Effects of PPV on ICP and CPP
- CPP = MABP – ICP
- CPP: Cerebral Perfusion Pressure
- MABP: Mean Arterial Blood Pressure
- ICP: Intracranial Pressure
- PPV can decrease CPP by several factors, like decreased cardiac output, or increased CVP (central venous pressure).
Effects of PPV on the Renal System
- Changes in renal function can occur by renal responses to hemodynamic changes, humoral responses, or abnormal pH, PaCO2, and PaO2 affecting the kidney.
- Renal Responses to Hemodynamic Changes:
- If renal arterial pressure drops below 75 mm Hg, urinary output will diminish.
- Decreased cardiac output could lead to decreased renal perfusion and cause a decrease in urine output.
- Redistribution of blood inside the kidney may be a more important factor.

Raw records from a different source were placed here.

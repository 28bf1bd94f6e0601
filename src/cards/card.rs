//! Cards: rank, suit and physical identity.
//!
//! A Pinochle deck holds several copies of each rank×suit, so two cards can
//! look the same and still be different cards. `CardId` tells them apart.
//!
//! ## Rank order
//!
//! Pinochle ranks run `Nine < Jack < Queen < King < Ten < Ace`. The derived
//! `Ord` on [`Rank`] follows that order, so plain comparisons work.
//!
//! ## Short codes
//!
//! Each card renders as two characters: rank (`9 J Q K X A`, `X` is Ten)
//! then suit (`C D H S`). `"XH"` is the Ten of Hearts.

use serde::{Deserialize, Serialize};

/// Card rank, declared in Pinochle order.
#[derive(Clone, Copy, Debug, PartialEq, Eq, Hash, PartialOrd, Ord, Serialize, Deserialize)]
pub enum Rank {
    Nine,
    Jack,
    Queen,
    King,
    Ten,
    Ace,
}

impl Rank {
    /// Every rank, lowest first.
    pub const ALL: [Rank; 6] = [Rank::Nine, Rank::Jack, Rank::Queen, Rank::King, Rank::Ten, Rank::Ace];

    /// Points for capturing a card of this rank in a turn.
    #[must_use]
    pub const fn points(self) -> u32 {
        match self {
            Rank::Ace => 11,
            Rank::Ten => 10,
            Rank::King => 4,
            Rank::Queen => 3,
            Rank::Jack => 2,
            Rank::Nine => 0,
        }
    }

    /// Single-character code.
    #[must_use]
    pub const fn code(self) -> char {
        match self {
            Rank::Nine => '9',
            Rank::Jack => 'J',
            Rank::Queen => 'Q',
            Rank::King => 'K',
            Rank::Ten => 'X',
            Rank::Ace => 'A',
        }
    }

    /// Parse a single-character code.
    #[must_use]
    pub const fn from_code(code: char) -> Option<Rank> {
        match code {
            '9' => Some(Rank::Nine),
            'J' => Some(Rank::Jack),
            'Q' => Some(Rank::Queen),
            'K' => Some(Rank::King),
            'X' => Some(Rank::Ten),
            'A' => Some(Rank::Ace),
            _ => None,
        }
    }

    #[must_use]
    pub const fn name(self) -> &'static str {
        match self {
            Rank::Nine => "Nine",
            Rank::Jack => "Jack",
            Rank::Queen => "Queen",
            Rank::King => "King",
            Rank::Ten => "Ten",
            Rank::Ace => "Ace",
        }
    }
}

/// Card suit.
#[derive(Clone, Copy, Debug, PartialEq, Eq, Hash, PartialOrd, Ord, Serialize, Deserialize)]
pub enum Suit {
    Clubs,
    Diamonds,
    Hearts,
    Spades,
}

impl Suit {
    pub const ALL: [Suit; 4] = [Suit::Clubs, Suit::Diamonds, Suit::Hearts, Suit::Spades];

    /// Single-character code.
    #[must_use]
    pub const fn code(self) -> char {
        match self {
            Suit::Clubs => 'C',
            Suit::Diamonds => 'D',
            Suit::Hearts => 'H',
            Suit::Spades => 'S',
        }
    }

    /// Parse a single-character code.
    #[must_use]
    pub const fn from_code(code: char) -> Option<Suit> {
        match code {
            'C' => Some(Suit::Clubs),
            'D' => Some(Suit::Diamonds),
            'H' => Some(Suit::Hearts),
            'S' => Some(Suit::Spades),
            _ => None,
        }
    }

    #[must_use]
    pub const fn name(self) -> &'static str {
        match self {
            Suit::Clubs => "Clubs",
            Suit::Diamonds => "Diamonds",
            Suit::Hearts => "Hearts",
            Suit::Spades => "Spades",
        }
    }
}

/// Identity of one physical card.
///
/// Ids are handed out `0..deck_size` when a deck is populated.
/// `CardId::UNDEFINED` marks a card that only carries rank and suit.
#[derive(Clone, Copy, Debug, PartialEq, Eq, Hash, PartialOrd, Ord, Serialize, Deserialize)]
pub struct CardId(pub u32);

impl CardId {
    /// Placeholder id for cards parsed from text.
    pub const UNDEFINED: CardId = CardId(u32::MAX);

    /// Create a new card ID.
    #[must_use]
    pub const fn new(id: u32) -> Self {
        Self(id)
    }

    /// Get the raw ID value.
    #[must_use]
    pub const fn raw(self) -> u32 {
        self.0
    }

    #[must_use]
    pub const fn is_defined(self) -> bool {
        self.0 != u32::MAX
    }
}

impl std::fmt::Display for CardId {
    fn fmt(&self, f: &mut std::fmt::Formatter<'_>) -> std::fmt::Result {
        if self.is_defined() {
            write!(f, "Card({})", self.0)
        } else {
            f.write_str("Card(?)")
        }
    }
}

/// A playing card.
#[derive(Clone, Copy, Debug, PartialEq, Eq, Hash, Serialize, Deserialize)]
pub struct Card {
    pub id: CardId,
    pub rank: Rank,
    pub suit: Suit,
}

impl Card {
    #[must_use]
    pub const fn new(id: CardId, rank: Rank, suit: Suit) -> Self {
        Self { id, rank, suit }
    }

    /// A card with rank and suit but no physical identity.
    #[must_use]
    pub const fn ghost(rank: Rank, suit: Suit) -> Self {
        Self::new(CardId::UNDEFINED, rank, suit)
    }

    /// Same id, rank and suit.
    #[must_use]
    pub fn is_identical_to(&self, other: &Card) -> bool {
        self == other
    }

    /// Same rank and suit, ignoring identity.
    #[must_use]
    pub fn same_rank_and_suit(&self, other: &Card) -> bool {
        self.rank == other.rank && self.suit == other.suit
    }

    #[must_use]
    pub fn has_greater_rank_than(&self, other: &Card) -> bool {
        self.rank > other.rank
    }

    #[must_use]
    pub fn has_lesser_rank_than(&self, other: &Card) -> bool {
        self.rank < other.rank
    }

    /// Two-character code, e.g. `"QS"`.
    #[must_use]
    pub fn short_code(&self) -> String {
        let mut code = String::with_capacity(2);
        code.push(self.rank.code());
        code.push(self.suit.code());
        code
    }

    /// Parse a two-character code into a ghost card.
    #[must_use]
    pub fn parse_short(code: &str) -> Option<Card> {
        let mut chars = code.chars();
        let rank = Rank::from_code(chars.next()?)?;
        let suit = Suit::from_code(chars.next()?)?;
        if chars.next().is_some() {
            return None;
        }
        Some(Card::ghost(rank, suit))
    }

    /// "Rank of Suit", e.g. `"Queen of Spades"`.
    #[must_use]
    pub fn long_name(&self) -> String {
        format!("{} of {}", self.rank.name(), self.suit.name())
    }
}

impl std::fmt::Display for Card {
    fn fmt(&self, f: &mut std::fmt::Formatter<'_>) -> std::fmt::Result {
        write!(f, "{}{}", self.rank.code(), self.suit.code())
    }
}

#[cfg(test)]
mod tests {
    use super::*;

    #[test]
    fn test_rank_order() {
        assert!(Rank::Nine < Rank::Jack);
        assert!(Rank::Jack < Rank::Queen);
        assert!(Rank::Queen < Rank::King);
        assert!(Rank::King < Rank::Ten);
        assert!(Rank::Ten < Rank::Ace);
    }

    #[test]
    fn test_rank_comparisons_on_cards() {
        let ten = Card::new(CardId(0), Rank::Ten, Suit::Clubs);
        let king = Card::new(CardId(1), Rank::King, Suit::Hearts);

        assert!(ten.has_greater_rank_than(&king));
        assert!(king.has_lesser_rank_than(&ten));
        assert!(!ten.has_greater_rank_than(&ten));
        assert!(!ten.has_lesser_rank_than(&ten));
    }

    #[test]
    fn test_identity_vs_face() {
        let a = Card::new(CardId(4), Rank::Ace, Suit::Spades);
        let b = Card::new(CardId(5), Rank::Ace, Suit::Spades);

        assert!(!a.is_identical_to(&b));
        assert!(a.same_rank_and_suit(&b));
        assert!(a.same_rank_and_suit(&Card::ghost(Rank::Ace, Suit::Spades)));
    }

    #[test]
    fn test_short_codes() {
        assert_eq!(Card::ghost(Rank::Ten, Suit::Hearts).short_code(), "XH");
        assert_eq!(Card::ghost(Rank::Nine, Suit::Clubs).to_string(), "9C");
        assert_eq!(Card::parse_short("QS"), Some(Card::ghost(Rank::Queen, Suit::Spades)));
        assert_eq!(Card::parse_short("TS"), None);
        assert_eq!(Card::parse_short("QSS"), None);
        assert_eq!(Card::parse_short("Q"), None);
    }

    #[test]
    fn test_long_name() {
        assert_eq!(Card::ghost(Rank::Nine, Suit::Diamonds).long_name(), "Nine of Diamonds");
    }

    #[test]
    fn test_codes_round_trip() {
        for rank in Rank::ALL {
            assert_eq!(Rank::from_code(rank.code()), Some(rank));
        }
        for suit in Suit::ALL {
            assert_eq!(Suit::from_code(suit.code()), Some(suit));
        }
    }

    #[test]
    fn test_undefined_id() {
        assert!(!Card::ghost(Rank::Ace, Suit::Clubs).id.is_defined());
        assert!(CardId::new(0).is_defined());
        assert_eq!(CardId::UNDEFINED.to_string(), "Card(?)");
    }
}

- Endocrine Effects of Positive Pressure Ventilation on Renal Function:
- Decreased blood pressure could increase the release of ADH causing the kidneys to retain water and thereby decrease urine output.
- Volume receptors in the left atrium and baroreceptors in Carotid bodies are both exposed to changes in intrathoracic pressures.
- NPV has the opposite effect.
- Arterial Blood Gases and Kidney Function:
- PaO2 and PaCO2 changes also affect renal function: Decreases in PaO2 as well as increases in PaCO2 cause renal impairment.
- Decreasing PaO_2 can cause a reduction in renal function.
- PaCO_2 > 65 mm Hg can also severely impair renal function.
- In seriously ill PPV can lead to Na and H_2O retention leading to weight gain, which could eventually lead to pulmonary edema.
- Reduced renal function can also impair fluid and electrolyte management.
- Altered renal function can prolong effects of drugs excreted by the kidney.
PPV Effects on Hepatic and GI Function
- Patients on PPV and PEEP can show evidence of liver malfunction caused by decrease in cardiac output, the downward pressure exerted by the diaphragm on the liver, a decrease in portal blood flow, or an increase in splanchnic resistance, which could lead to liver ischemia.
- PPV increases splanchnic resistance and decreases splanchnic venous outflow, which may also lead to gastric mucosal ischemia which can lead to GI bleeding and ulcers.
- Ventilated patients, if not being fed, are usually on some type of H2 blocker and or a GI motility accelerator.
- Another potential problem is gastric distension from swallowing air.
- For this and other reasons every mechanically ventilated patient should have a gastric tube.
- Narcotics, which may be required for patients on PPV are known to decrease GI motility.
Nutritional Complications of PPV
- Nutritional status of patients on PPV must be carefully monitored.
- Patients need nutrition to recover.
- Increased temperature and wound-healing cause an increase in metabolism requiring an increase in provided nutrition.
- Food-intake may be inadequate. Patients may not tolerate “tube-feeding.”
- Over-feeding can lead to increased O2 consumption and increased CO2 production.
- REE can be calculated or measured by “indirect calorimetry.”
- Feedings should be given through the gut if possible, if not, they may be given parenterally.